* [Exercise brief] Copy, from the data below, each line that has the word "ChartBuilder".
____ Recorded information
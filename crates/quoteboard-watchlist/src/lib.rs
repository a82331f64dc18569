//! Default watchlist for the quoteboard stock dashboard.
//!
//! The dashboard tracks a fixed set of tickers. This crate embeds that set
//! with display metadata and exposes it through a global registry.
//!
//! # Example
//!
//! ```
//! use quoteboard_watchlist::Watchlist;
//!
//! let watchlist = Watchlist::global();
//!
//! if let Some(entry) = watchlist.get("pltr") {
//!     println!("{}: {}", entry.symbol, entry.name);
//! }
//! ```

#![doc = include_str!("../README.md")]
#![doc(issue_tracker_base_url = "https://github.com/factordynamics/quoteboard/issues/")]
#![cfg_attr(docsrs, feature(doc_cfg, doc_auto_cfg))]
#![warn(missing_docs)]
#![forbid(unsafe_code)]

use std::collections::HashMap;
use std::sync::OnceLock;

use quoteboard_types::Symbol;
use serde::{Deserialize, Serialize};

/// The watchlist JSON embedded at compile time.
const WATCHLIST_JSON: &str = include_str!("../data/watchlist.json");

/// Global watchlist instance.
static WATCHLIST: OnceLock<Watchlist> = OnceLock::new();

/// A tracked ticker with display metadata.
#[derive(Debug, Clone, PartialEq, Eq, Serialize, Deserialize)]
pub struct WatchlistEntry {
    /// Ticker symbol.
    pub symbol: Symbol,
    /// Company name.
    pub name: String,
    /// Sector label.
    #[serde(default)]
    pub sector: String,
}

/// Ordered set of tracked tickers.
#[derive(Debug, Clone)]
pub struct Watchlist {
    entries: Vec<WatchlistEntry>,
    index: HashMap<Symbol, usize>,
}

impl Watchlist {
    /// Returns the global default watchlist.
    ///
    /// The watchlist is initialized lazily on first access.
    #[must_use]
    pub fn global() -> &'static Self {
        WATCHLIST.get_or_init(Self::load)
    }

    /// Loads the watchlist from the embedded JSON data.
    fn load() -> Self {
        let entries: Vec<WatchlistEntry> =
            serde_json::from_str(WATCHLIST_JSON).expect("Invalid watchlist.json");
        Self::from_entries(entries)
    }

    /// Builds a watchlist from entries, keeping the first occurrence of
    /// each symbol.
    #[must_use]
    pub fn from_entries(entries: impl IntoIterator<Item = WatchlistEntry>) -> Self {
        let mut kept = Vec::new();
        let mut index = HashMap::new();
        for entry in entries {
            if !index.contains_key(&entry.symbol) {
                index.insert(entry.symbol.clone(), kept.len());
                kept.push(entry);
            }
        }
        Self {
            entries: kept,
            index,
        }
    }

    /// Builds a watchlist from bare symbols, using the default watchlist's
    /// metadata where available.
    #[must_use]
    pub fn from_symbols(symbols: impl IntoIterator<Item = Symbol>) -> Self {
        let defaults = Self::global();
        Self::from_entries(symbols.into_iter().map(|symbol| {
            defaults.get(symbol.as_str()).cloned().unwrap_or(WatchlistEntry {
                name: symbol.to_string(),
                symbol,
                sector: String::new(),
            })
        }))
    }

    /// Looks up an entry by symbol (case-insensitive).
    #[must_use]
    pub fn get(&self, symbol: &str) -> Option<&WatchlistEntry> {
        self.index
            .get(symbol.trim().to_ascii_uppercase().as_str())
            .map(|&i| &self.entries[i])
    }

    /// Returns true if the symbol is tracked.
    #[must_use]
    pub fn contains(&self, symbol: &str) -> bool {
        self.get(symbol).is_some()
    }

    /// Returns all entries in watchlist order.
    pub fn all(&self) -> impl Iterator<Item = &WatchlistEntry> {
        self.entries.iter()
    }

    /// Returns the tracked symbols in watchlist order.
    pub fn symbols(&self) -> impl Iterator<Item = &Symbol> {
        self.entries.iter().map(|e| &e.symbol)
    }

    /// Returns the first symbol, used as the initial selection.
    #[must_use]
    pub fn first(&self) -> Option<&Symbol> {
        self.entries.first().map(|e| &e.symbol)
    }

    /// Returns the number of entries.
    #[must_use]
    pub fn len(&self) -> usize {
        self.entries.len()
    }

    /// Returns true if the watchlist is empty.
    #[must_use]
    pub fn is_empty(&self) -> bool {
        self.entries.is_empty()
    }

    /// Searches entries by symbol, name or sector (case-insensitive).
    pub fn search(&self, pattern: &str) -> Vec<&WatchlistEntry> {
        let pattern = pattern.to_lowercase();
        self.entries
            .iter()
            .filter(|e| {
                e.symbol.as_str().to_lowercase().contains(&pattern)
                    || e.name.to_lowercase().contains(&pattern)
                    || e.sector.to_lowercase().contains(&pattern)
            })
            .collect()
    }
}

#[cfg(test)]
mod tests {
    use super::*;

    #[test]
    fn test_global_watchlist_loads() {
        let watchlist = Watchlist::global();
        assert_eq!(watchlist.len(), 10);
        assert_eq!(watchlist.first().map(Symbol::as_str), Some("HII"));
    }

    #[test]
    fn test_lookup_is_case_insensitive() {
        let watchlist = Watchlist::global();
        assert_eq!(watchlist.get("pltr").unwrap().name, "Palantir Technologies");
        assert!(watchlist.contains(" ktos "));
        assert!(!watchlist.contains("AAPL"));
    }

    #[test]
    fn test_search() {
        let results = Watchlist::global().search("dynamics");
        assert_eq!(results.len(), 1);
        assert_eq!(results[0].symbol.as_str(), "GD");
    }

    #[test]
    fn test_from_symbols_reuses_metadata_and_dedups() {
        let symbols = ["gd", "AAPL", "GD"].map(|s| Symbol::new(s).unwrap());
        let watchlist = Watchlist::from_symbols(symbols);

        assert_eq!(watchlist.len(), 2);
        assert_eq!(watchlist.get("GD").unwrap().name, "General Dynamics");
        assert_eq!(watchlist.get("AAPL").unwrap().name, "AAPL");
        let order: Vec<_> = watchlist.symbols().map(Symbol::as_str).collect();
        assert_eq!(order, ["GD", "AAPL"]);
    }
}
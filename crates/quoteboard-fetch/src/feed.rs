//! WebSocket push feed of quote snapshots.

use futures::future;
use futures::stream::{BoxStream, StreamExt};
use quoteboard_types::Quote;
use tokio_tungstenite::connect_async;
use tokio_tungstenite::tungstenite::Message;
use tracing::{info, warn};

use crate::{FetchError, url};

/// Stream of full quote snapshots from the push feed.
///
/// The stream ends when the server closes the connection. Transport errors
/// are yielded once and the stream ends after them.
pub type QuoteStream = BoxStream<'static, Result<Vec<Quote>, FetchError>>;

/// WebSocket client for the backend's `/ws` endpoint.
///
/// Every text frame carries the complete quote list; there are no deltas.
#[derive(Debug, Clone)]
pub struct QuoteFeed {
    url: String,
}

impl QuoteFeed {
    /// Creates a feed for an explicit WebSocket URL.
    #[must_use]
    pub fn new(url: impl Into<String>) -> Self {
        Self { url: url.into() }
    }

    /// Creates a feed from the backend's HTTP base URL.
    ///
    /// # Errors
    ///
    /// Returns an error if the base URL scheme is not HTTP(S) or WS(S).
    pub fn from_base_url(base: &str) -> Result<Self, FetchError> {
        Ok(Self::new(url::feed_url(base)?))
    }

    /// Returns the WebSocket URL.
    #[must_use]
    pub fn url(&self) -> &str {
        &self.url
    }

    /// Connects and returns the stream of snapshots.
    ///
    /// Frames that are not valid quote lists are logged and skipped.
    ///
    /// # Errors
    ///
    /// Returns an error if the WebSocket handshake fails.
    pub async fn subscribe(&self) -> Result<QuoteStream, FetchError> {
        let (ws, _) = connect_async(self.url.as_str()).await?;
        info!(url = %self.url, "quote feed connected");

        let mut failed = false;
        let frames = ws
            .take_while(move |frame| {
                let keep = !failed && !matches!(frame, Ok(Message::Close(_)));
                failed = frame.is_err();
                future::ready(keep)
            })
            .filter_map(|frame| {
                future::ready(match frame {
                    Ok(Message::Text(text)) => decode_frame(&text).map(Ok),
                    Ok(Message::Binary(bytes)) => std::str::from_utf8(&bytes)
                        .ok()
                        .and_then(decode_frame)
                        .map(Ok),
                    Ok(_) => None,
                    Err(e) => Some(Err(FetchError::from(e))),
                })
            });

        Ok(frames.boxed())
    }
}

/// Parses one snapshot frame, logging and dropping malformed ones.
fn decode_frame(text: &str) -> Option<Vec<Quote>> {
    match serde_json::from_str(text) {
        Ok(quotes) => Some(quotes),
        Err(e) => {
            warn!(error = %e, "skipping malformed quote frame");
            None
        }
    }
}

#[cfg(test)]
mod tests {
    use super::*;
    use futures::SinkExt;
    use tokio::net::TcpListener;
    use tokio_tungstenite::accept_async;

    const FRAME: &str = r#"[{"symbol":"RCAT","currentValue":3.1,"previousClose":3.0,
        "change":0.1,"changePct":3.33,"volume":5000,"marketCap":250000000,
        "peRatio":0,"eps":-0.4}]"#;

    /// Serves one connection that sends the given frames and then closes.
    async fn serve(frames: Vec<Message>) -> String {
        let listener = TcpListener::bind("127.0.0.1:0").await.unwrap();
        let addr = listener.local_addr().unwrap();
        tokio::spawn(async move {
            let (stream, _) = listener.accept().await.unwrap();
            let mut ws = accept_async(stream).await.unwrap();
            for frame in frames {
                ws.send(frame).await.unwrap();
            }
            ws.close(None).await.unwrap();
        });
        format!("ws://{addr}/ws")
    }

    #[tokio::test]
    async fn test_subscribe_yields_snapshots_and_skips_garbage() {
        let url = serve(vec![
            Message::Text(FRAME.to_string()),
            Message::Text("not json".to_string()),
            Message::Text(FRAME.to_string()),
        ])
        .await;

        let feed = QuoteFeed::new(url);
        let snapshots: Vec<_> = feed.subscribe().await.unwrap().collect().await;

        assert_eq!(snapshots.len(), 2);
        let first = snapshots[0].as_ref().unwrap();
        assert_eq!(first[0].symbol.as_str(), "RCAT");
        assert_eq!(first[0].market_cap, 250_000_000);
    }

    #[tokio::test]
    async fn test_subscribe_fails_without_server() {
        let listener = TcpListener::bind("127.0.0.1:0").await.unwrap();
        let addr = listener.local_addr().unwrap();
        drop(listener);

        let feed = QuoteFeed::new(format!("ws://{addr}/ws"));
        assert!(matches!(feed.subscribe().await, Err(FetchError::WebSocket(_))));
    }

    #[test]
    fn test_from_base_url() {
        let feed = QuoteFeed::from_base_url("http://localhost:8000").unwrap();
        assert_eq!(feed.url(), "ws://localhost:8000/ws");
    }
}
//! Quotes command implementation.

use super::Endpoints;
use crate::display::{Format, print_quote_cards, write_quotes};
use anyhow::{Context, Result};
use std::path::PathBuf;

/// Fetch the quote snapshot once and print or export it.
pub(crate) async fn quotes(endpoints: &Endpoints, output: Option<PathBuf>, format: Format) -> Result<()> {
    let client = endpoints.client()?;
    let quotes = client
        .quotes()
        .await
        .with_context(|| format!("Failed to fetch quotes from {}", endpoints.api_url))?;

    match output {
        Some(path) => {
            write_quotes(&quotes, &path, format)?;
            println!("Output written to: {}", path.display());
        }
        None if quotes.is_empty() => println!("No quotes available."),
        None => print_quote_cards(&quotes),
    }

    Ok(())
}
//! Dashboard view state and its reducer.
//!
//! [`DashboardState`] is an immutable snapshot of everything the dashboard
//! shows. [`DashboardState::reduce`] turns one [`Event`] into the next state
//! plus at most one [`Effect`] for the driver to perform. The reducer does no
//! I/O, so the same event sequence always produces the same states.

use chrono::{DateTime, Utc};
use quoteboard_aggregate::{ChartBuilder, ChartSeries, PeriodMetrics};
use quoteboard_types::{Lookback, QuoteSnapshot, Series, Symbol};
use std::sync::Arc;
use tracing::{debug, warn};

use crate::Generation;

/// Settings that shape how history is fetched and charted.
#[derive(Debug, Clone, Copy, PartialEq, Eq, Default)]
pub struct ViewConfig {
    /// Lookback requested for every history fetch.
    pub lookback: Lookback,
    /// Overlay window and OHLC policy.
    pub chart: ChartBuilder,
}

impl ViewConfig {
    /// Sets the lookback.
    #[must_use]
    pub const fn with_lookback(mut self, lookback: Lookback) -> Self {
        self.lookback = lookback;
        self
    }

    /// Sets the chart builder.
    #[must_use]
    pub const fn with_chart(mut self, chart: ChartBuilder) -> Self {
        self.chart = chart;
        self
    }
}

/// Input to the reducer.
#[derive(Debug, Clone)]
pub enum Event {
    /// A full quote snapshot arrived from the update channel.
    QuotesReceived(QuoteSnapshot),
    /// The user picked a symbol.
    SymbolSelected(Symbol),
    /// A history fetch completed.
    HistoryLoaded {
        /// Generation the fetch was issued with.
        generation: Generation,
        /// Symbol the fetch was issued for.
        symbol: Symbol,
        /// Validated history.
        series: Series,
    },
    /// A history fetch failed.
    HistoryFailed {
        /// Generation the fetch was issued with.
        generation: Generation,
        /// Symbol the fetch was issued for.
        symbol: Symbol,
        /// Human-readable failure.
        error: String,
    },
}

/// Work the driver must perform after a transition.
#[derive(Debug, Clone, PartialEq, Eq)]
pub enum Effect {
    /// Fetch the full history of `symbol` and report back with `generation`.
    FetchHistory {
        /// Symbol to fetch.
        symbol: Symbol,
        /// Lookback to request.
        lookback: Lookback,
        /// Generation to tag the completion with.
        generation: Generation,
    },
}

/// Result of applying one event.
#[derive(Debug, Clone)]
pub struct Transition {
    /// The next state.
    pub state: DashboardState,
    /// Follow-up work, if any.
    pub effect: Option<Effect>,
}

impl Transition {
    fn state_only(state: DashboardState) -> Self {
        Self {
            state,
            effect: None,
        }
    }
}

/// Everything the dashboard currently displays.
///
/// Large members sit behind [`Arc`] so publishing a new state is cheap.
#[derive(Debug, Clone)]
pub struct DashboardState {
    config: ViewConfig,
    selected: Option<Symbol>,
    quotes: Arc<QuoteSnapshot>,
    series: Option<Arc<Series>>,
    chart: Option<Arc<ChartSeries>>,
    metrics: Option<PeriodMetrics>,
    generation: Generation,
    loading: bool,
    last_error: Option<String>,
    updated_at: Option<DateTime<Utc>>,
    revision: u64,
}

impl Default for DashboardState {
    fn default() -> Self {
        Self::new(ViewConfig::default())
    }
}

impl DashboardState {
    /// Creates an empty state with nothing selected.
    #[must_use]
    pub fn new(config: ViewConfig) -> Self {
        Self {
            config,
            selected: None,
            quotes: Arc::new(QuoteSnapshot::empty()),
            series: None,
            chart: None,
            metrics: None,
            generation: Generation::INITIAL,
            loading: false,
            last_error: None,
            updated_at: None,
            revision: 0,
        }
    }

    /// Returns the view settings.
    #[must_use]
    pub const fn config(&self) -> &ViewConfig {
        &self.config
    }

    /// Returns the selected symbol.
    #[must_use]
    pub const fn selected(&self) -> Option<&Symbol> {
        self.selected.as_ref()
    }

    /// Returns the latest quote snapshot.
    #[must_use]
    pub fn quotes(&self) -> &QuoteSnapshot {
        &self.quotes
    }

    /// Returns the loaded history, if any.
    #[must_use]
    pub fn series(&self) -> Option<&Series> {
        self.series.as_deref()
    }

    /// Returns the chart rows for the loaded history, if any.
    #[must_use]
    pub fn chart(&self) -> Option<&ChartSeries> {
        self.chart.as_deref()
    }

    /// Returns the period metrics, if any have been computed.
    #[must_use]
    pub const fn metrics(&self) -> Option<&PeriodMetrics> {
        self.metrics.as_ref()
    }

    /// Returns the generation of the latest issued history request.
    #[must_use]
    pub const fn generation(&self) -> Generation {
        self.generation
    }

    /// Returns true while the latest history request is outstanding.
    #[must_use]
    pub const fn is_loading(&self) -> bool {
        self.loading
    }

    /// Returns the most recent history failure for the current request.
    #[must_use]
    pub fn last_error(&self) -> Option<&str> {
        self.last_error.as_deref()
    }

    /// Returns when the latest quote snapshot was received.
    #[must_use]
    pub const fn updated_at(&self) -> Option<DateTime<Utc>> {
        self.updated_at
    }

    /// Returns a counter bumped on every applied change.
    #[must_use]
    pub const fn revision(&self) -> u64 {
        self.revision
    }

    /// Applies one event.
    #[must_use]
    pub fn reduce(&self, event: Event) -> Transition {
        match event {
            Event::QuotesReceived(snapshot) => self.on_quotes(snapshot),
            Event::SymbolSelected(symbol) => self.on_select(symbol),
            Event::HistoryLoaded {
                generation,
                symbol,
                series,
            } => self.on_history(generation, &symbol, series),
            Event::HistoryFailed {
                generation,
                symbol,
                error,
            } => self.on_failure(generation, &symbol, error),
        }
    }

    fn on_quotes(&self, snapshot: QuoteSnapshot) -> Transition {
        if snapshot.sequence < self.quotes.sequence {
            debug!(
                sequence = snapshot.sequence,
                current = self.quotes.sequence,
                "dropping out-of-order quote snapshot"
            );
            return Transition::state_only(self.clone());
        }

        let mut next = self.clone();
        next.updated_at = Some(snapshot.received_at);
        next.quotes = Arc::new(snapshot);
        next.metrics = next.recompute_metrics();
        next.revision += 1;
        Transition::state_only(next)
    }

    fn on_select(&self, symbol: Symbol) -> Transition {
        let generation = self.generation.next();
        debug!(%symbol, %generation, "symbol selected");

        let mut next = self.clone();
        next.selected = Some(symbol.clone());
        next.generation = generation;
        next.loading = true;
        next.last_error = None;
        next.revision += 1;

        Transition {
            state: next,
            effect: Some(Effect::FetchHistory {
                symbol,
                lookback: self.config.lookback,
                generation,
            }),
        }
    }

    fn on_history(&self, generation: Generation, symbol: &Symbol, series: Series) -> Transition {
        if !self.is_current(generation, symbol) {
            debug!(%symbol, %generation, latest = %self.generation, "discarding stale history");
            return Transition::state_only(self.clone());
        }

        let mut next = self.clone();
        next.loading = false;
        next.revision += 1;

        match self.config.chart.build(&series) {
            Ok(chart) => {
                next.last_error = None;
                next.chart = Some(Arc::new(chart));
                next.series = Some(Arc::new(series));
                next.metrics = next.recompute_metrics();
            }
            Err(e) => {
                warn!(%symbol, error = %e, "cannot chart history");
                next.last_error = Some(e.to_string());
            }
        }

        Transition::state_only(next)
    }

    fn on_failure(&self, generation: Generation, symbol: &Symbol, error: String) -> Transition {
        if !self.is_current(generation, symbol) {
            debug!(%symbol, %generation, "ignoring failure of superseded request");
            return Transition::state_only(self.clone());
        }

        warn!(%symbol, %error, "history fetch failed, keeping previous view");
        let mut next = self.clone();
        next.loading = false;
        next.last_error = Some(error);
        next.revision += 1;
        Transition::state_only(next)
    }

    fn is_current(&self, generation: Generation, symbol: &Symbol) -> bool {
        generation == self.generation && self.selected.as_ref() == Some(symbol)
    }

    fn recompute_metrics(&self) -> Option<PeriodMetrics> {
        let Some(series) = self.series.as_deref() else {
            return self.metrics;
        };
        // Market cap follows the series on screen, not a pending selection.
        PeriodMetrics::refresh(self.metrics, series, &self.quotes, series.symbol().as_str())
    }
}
________
* [Exercise result]
use quoteboard_aggregate::{ChartBuilder, ChartSeries, PeriodMetrics};
    pub chart: ChartBuilder,
    pub const fn with_chart(mut self, chart: ChartBuilder) -> Self {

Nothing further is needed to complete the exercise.